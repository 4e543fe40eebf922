//! Bounded admission onto reusable workers.
//!
//! # Architecture
//!
//! ```text
//! ┌────────────────────────────────────────────────────────────┐
//! │                           Pool                             │
//! ├────────────────────────────────────────────────────────────┤
//! │   submit(args) ──▶ active < capacity ? ──no──▶ Rejected    │
//! │                          │ yes                             │
//! │                          ▼                                 │
//! │  ┌─────────┐    ┌─────────┐    ┌─────────┐                 │
//! │  │ Slot 0  │    │ Slot 1  │    │ Slot 2  │  ...  (fixed)   │
//! │  │ Worker  │    │ Worker  │    │ (empty) │                 │
//! │  └────┬────┘    └────┬────┘    └─────────┘                 │
//! │       │              │                                     │
//! │       ▼              ▼                                     │
//! │   oneshot ──────▶ Outcome   (slot released first)          │
//! └────────────────────────────────────────────────────────────┘
//! ```
//!
//! Slots are allocated up front, one per unit of capacity. Workers are built
//! lazily: a new one only appears when every existing worker is busy.

mod error;
mod outcome;
mod slots;

pub use error::{PoolError, PoolResult, RejectKind, Rejected, TaskError, TaskResult};
pub use outcome::Outcome;
pub use slots::Pool;

pub(crate) use outcome::Settle;

use serde::Serialize;

/// Point-in-time view of a pool (or queue) for monitoring.
#[derive(Debug, Clone, Default, PartialEq, Eq, Serialize)]
pub struct PoolStats {
    /// Pool name.
    pub name: String,
    /// Current capacity (zero once disposed).
    pub capacity: usize,
    /// Tasks currently admitted.
    pub active: usize,
    /// Workers created so far.
    pub workers: usize,
    /// Tasks waiting in a queue's buffer. Always zero for a bare pool.
    pub pending: usize,
    /// Tasks admitted since creation.
    pub admitted: u64,
    /// Admission attempts turned down.
    pub rejected: u64,
    /// Tasks that completed successfully.
    pub succeeded: u64,
    /// Tasks that failed or panicked.
    pub failed: u64,
}

impl PoolStats {
    /// Fraction of capacity in use, between 0.0 and 1.0.
    pub fn utilization(&self) -> f64 {
        if self.capacity == 0 {
            0.0
        } else {
            self.active as f64 / self.capacity as f64
        }
    }
}
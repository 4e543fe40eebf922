//! Environment variable parsing utilities.

use std::str::FromStr;

use super::ConfigError;

/// Get environment variable with default value.
pub fn env_or(key: &str, default: &str) -> String {
    std::env::var(key).unwrap_or_else(|_| default.to_string())
}

/// Parse environment variable with type conversion.
///
/// Missing or empty variables yield `default`.
pub fn env_parse<T: FromStr>(key: &str, default: T) -> Result<T, ConfigError>
where
    T::Err: std::fmt::Display,
{
    match std::env::var(key) {
        Ok(v) if !v.trim().is_empty() => {
            v.trim().parse().map_err(|e: T::Err| ConfigError::Parse {
                key: key.into(),
                value: v,
                error: e.to_string(),
            })
        }
        _ => Ok(default),
    }
}

/// Parse a boolean flag. Treats "1", "true", "yes" (case-insensitive) as true.
pub fn parse_flag(value: &str) -> bool {
    matches!(
        value.trim().to_lowercase().as_str(),
        "1" | "true" | "yes"
    )
}
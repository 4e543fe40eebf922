//! tokio_slots - bounded-concurrency task scheduling on Tokio.
//!
//! Runs one fixed worker function across many inputs with at most N tasks in
//! flight. Excess work is either refused ([`Pool`]) or buffered and released
//! in submission order as slots free up ([`Queue`]).
//!
//! # Features
//!
//! - **Backpressure**: [`Pool::submit`] never waits; a full pool hands the
//!   arguments back
//! - **FIFO dispatch**: [`Queue`] admits buffered tasks strictly in order
//! - **Lazy workers**: workers are created on first demand, up to capacity,
//!   and reused afterwards
//! - **Failure isolation**: a failing or panicking task frees its slot and
//!   never affects its siblings
//! - **Structured logging**: every admission and release is a `tracing` event
//!
//! # Example
//!
//! ```rust,ignore
//! use tokio_slots::{Queue, ThreadWorkers};
//!
//! let workers = ThreadWorkers::new(|_: &mut (), _: &[String], n: u64| Ok::<_, String>(n * n), ());
//! let queue = Queue::new("squares", 2, workers)?;
//!
//! let outcomes: Vec<_> = (0..10).map(|n| queue.submit(n)).collect();
//! for outcome in outcomes {
//!     println!("{}", outcome.await?);
//! }
//! queue.dispose();
//! ```

/// Package version from Cargo.toml
pub const VERSION: &str = env!("CARGO_PKG_VERSION");

pub mod config;
pub mod logging;
pub mod pool;
pub mod queue;
pub mod worker;

// Re-exports for convenience
pub use config::{Config, PoolConfig};
pub use pool::{Outcome, Pool, PoolError, PoolStats, RejectKind, Rejected, TaskError};
pub use queue::Queue;
pub use worker::{TaskWorkers, ThreadError, ThreadWorkers, Worker, WorkerFactory};
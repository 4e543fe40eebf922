//! Queue draining tests

use std::sync::Arc;
use std::time::Duration;

use tokio::time::Instant;
use tokio_slots::{Queue, TaskError};

use crate::helpers::{probed_workers, Job, Probe};

#[tokio::test(start_paused = true)]
async fn test_capacity_two_five_tasks() {
    let probe = Arc::new(Probe::default());
    let queue = Queue::new("five", 2, probed_workers(probe.clone())).unwrap();
    let started_at = Instant::now();

    let outcomes: Vec<_> = (0..5).map(|id| queue.submit(Job::ok(id, 100))).collect();
    assert_eq!(queue.active_count(), 2);
    assert_eq!(queue.pending_count(), 3);

    // Jobs 0,1 run 0-100ms, jobs 2,3 run 100-200ms, job 4 runs 200-300ms.
    for (at_ms, running, pending) in [(50, 2, 3), (150, 2, 1), (250, 1, 0)] {
        tokio::time::sleep_until(started_at + Duration::from_millis(at_ms)).await;
        assert_eq!(probe.running(), running, "running at {}ms", at_ms);
        assert_eq!(queue.active_count(), running, "active at {}ms", at_ms);
        assert_eq!(queue.pending_count(), pending, "pending at {}ms", at_ms);
    }

    let results = futures_util::future::join_all(outcomes).await;
    assert_eq!(results, vec![Ok(0), Ok(10), Ok(20), Ok(30), Ok(40)]);

    // Two at a time: 100ms + 100ms + 100ms.
    let elapsed = started_at.elapsed();
    assert!(elapsed >= Duration::from_millis(300), "elapsed {:?}", elapsed);
    assert!(elapsed < Duration::from_millis(400), "elapsed {:?}", elapsed);

    assert_eq!(probe.peak(), 2);
    assert_eq!(probe.running(), 0);
    assert_eq!(queue.active_count(), 0);
    assert_eq!(queue.pending_count(), 0);
    assert_eq!(queue.pool().worker_count(), 2);
}

#[tokio::test(start_paused = true)]
async fn test_fifo_dispatch() {
    let probe = Arc::new(Probe::default());
    let queue = Queue::new("fifo", 1, probed_workers(probe.clone())).unwrap();

    // Later jobs are shorter, so completion order would differ if dispatch
    // were not FIFO.
    let outcomes: Vec<_> = (0..6)
        .map(|id| queue.submit(Job::ok(id, 60 - id * 10)))
        .collect();

    futures_util::future::join_all(outcomes).await;
    assert_eq!(probe.started(), vec![0, 1, 2, 3, 4, 5]);
    assert_eq!(probe.peak(), 1);
}

#[tokio::test(start_paused = true)]
async fn test_failure_does_not_lock_the_slot() {
    let probe = Arc::new(Probe::default());
    let queue = Queue::new("failure", 1, probed_workers(probe)).unwrap();

    let t1 = queue.submit(Job::failing(1, 10));
    let t2 = queue.submit(Job::ok(2, 10));

    let err = tokio_test::assert_err!(t1.await);
    assert_eq!(err, TaskError::Worker("job 1 failed".to_string()));
    assert_eq!(tokio_test::assert_ok!(t2.await), 20);
}

#[tokio::test(start_paused = true)]
async fn test_every_task_settles() {
    let probe = Arc::new(Probe::default());
    let queue = Queue::new("many", 4, probed_workers(probe.clone())).unwrap();

    let outcomes: Vec<_> = (0..50)
        .map(|id| {
            let delay = 5 + (id * 7) % 23;
            if id % 5 == 0 {
                queue.submit(Job::failing(id, delay))
            } else {
                queue.submit(Job::ok(id, delay))
            }
        })
        .collect();

    let results = futures_util::future::join_all(outcomes).await;
    let failed = results.iter().filter(|r| r.is_err()).count();
    assert_eq!(failed, 10);
    for (id, result) in results.iter().enumerate() {
        if id % 5 != 0 {
            assert_eq!(result, &Ok(id as u64 * 10));
        }
    }

    let stats = queue.stats();
    assert_eq!(stats.admitted, 50);
    assert_eq!(stats.succeeded, 40);
    assert_eq!(stats.failed, 10);
    assert_eq!(stats.pending, 0);
    assert_eq!(stats.active, 0);
    assert!(probe.peak() <= 4);
}

#[tokio::test(start_paused = true)]
async fn test_dispose_mid_drain() {
    let probe = Arc::new(Probe::default());
    let queue = Queue::new("dispose", 2, probed_workers(probe)).unwrap();

    let outcomes: Vec<_> = (0..5).map(|id| queue.submit(Job::ok(id, 50))).collect();
    queue.dispose();
    queue.dispose();

    let results = futures_util::future::join_all(outcomes).await;
    assert_eq!(results[0], Ok(0));
    assert_eq!(results[1], Ok(10));
    assert!(results[2..].iter().all(|r| r == &Err(TaskError::Disposed)));

    assert_eq!(queue.capacity(), 0);
    assert_eq!(queue.pending_count(), 0);
    assert_eq!(queue.pool().worker_count(), 0);
}
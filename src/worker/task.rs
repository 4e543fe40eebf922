//! Workers that run an async function on the tokio runtime.

use std::future::Future;
use std::marker::PhantomData;
use std::sync::Arc;

use async_trait::async_trait;

use super::{Worker, WorkerFactory};
use crate::pool::PoolResult;

/// Factory for [`TaskWorker`]s.
///
/// The function receives a clone of `context` and the shared resource list on
/// every call.
pub struct TaskWorkers<F, C, A, Fut> {
    func: Arc<F>,
    context: C,
    resources: Arc<[String]>,
    _marker: PhantomData<fn(A) -> Fut>,
}

impl<F, C, A, Fut, T, E> TaskWorkers<F, C, A, Fut>
where
    F: Fn(C, Arc<[String]>, A) -> Fut + Send + Sync + 'static,
    Fut: Future<Output = Result<T, E>> + Send + 'static,
    C: Clone + Send + Sync + 'static,
{
    /// Create a factory from an async function and its initial context.
    pub fn new(func: F, context: C) -> Self {
        Self {
            func: Arc::new(func),
            context,
            resources: Arc::from(Vec::new()),
            _marker: PhantomData,
        }
    }

    /// Attach side resources handed to every call.
    pub fn with_resources<I, S>(mut self, resources: I) -> Self
    where
        I: IntoIterator<Item = S>,
        S: Into<String>,
    {
        self.resources = resources.into_iter().map(Into::into).collect();
        self
    }
}

impl<F, C, A, Fut, T, E> WorkerFactory for TaskWorkers<F, C, A, Fut>
where
    F: Fn(C, Arc<[String]>, A) -> Fut + Send + Sync + 'static,
    Fut: Future<Output = Result<T, E>> + Send + 'static,
    C: Clone + Send + Sync + 'static,
    A: Send + 'static,
    T: Send + 'static,
    E: Send + 'static,
{
    type Worker = TaskWorker<F, C, A, Fut>;

    fn create(&self, index: usize, pool: &str) -> PoolResult<Self::Worker> {
        tracing::debug!(pool = %pool, worker = index, "task worker created");

        Ok(TaskWorker {
            index,
            func: Arc::clone(&self.func),
            context: self.context.clone(),
            resources: Arc::clone(&self.resources),
            _marker: PhantomData,
        })
    }
}

/// A worker whose executions are futures on the runtime.
pub struct TaskWorker<F, C, A, Fut> {
    index: usize,
    func: Arc<F>,
    context: C,
    resources: Arc<[String]>,
    _marker: PhantomData<fn(A) -> Fut>,
}

impl<F, C, A, Fut> TaskWorker<F, C, A, Fut> {
    /// Slot index of this worker.
    pub fn index(&self) -> usize {
        self.index
    }
}

#[async_trait]
impl<F, C, A, Fut, T, E> Worker for TaskWorker<F, C, A, Fut>
where
    F: Fn(C, Arc<[String]>, A) -> Fut + Send + Sync + 'static,
    Fut: Future<Output = Result<T, E>> + Send + 'static,
    C: Clone + Send + Sync + 'static,
    A: Send + 'static,
    T: Send + 'static,
    E: Send + 'static,
{
    type Args = A;
    type Output = T;
    type Error = E;

    async fn run(&self, args: A) -> Result<T, E> {
        (self.func)(self.context.clone(), Arc::clone(&self.resources), args).await
    }
}
//! One-shot task outcomes.

use std::future::Future;
use std::pin::Pin;
use std::task::{Context, Poll};

use tokio::sync::oneshot;

use super::error::{TaskError, TaskResult};

/// Sending half of an outcome. Written exactly once by whoever runs the task.
pub(crate) type Settle<T, E> = oneshot::Sender<TaskResult<T, E>>;

/// The eventual result of one task.
///
/// Resolves once, to the worker's output or to a [`TaskError`]. Dropping an
/// `Outcome` does not cancel the task; it only discards the result.
#[must_use = "an Outcome does nothing unless awaited"]
#[derive(Debug)]
pub struct Outcome<T, E> {
    rx: oneshot::Receiver<TaskResult<T, E>>,
}

impl<T, E> Outcome<T, E> {
    /// Create a connected (settle, outcome) pair.
    pub(crate) fn channel() -> (Settle<T, E>, Self) {
        let (tx, rx) = oneshot::channel();
        (tx, Self { rx })
    }

    /// An outcome that is already settled as [`TaskError::Disposed`].
    pub(crate) fn disposed() -> Self {
        let (_, outcome) = Self::channel();
        outcome
    }
}

impl<T, E> Future for Outcome<T, E> {
    type Output = TaskResult<T, E>;

    fn poll(mut self: Pin<&mut Self>, cx: &mut Context<'_>) -> Poll<Self::Output> {
        // A sender dropped without writing means the task never ran.
        Pin::new(&mut self.rx)
            .poll(cx)
            .map(|res| res.unwrap_or(Err(TaskError::Disposed)))
    }
}

#[cfg(test)]
mod tests {
    use super::*;

    #[tokio::test]
    async fn test_outcome_resolves_once_written() {
        let (settle, outcome) = Outcome::<u32, String>::channel();
        settle.send(Ok(7)).unwrap();
        assert_eq!(outcome.await, Ok(7));
    }

    #[tokio::test]
    async fn test_dropped_sender_is_disposed() {
        let (settle, outcome) = Outcome::<u32, String>::channel();
        drop(settle);
        assert_eq!(outcome.await, Err(TaskError::Disposed));

        assert_eq!(
            Outcome::<u32, String>::disposed().await,
            Err(TaskError::Disposed)
        );
    }

    #[tokio::test]
    async fn test_outcome_pending_until_settled() {
        let (settle, outcome) = Outcome::<&str, ()>::channel();
        let mut outcome = tokio_test::task::spawn(outcome);
        tokio_test::assert_pending!(outcome.poll());

        settle.send(Ok("done")).unwrap();
        assert!(outcome.is_woken());
        tokio_test::assert_ready_eq!(outcome.poll(), Ok("done"));
    }
}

========

▶ **ASSIGNED TASK**: Begin at the line above that has "(0..5).map(|id| queue.submit(Job::ok(id, 50))).collect();" and stop after the line that has "assert_eq!(results[0], Ok(0));", copying each line exactly and adding nothing else.

▶ **RESPONSE TO THIS EXERCISE**:
    let outcomes: Vec<_> = (0..5).map(|id| queue.submit(Job::ok(id, 50))).collect();
    queue.dispose();
    queue.dispose();

    let results = futures_util::future::join_all(outcomes).await;
    assert_eq!(results[0], Ok(0));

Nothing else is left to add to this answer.